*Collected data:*
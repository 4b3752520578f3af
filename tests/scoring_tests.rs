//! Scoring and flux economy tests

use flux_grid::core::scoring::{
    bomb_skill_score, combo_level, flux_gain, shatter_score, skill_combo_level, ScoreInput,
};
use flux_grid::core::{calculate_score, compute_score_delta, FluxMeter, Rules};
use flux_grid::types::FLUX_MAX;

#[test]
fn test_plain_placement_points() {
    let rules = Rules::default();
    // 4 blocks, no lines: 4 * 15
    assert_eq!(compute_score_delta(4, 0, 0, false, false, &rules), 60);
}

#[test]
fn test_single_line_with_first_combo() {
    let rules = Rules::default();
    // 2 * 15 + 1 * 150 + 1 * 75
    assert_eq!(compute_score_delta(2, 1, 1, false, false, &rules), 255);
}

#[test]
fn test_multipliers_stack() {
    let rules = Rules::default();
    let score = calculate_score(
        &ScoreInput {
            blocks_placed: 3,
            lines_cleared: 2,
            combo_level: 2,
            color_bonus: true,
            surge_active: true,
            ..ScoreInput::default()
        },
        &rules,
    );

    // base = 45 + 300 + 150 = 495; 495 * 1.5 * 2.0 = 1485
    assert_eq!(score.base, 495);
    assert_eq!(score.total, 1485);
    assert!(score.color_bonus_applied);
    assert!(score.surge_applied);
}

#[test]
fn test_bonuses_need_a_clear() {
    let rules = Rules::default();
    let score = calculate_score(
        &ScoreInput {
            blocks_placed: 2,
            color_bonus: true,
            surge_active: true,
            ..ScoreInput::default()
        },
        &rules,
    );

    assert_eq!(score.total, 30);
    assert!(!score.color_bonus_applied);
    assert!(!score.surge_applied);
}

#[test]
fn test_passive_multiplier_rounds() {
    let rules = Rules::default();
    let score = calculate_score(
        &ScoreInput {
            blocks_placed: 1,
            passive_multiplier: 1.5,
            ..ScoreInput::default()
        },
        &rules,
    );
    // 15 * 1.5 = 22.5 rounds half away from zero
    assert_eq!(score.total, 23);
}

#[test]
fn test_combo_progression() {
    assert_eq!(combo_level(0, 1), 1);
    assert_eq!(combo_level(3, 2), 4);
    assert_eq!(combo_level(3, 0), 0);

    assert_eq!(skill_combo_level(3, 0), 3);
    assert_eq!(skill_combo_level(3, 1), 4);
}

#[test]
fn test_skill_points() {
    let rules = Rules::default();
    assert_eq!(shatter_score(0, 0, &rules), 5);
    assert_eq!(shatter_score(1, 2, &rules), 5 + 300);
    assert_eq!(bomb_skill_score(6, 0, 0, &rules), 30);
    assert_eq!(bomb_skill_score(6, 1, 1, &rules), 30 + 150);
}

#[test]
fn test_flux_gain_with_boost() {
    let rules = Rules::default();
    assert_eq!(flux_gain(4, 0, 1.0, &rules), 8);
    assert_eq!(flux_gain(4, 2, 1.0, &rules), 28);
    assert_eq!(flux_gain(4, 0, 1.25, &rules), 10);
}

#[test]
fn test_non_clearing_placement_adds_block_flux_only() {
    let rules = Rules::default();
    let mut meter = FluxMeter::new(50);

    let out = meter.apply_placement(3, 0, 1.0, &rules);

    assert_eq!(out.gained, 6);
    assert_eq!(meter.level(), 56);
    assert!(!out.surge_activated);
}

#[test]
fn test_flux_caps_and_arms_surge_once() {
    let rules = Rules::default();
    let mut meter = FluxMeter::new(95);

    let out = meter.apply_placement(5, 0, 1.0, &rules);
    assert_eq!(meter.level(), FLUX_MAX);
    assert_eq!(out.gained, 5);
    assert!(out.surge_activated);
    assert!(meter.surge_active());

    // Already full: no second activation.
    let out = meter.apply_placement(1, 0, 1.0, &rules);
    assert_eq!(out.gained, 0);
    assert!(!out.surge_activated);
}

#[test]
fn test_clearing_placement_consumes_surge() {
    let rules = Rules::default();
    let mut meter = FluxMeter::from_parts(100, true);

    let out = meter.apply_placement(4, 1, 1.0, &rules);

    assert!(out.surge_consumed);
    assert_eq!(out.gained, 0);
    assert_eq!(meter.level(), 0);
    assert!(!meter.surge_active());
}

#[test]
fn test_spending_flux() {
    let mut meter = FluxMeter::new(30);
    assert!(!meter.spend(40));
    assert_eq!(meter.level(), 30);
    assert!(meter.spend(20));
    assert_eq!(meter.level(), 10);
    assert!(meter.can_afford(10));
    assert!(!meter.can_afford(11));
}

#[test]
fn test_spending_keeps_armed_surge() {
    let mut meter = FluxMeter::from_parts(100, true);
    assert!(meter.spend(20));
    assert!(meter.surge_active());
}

*PROBLEM DETAILS:* In the records above, the lines containing the string "gained" should be counted; give only the total.

*RESPONSE TO THIS EXERCISE:* 4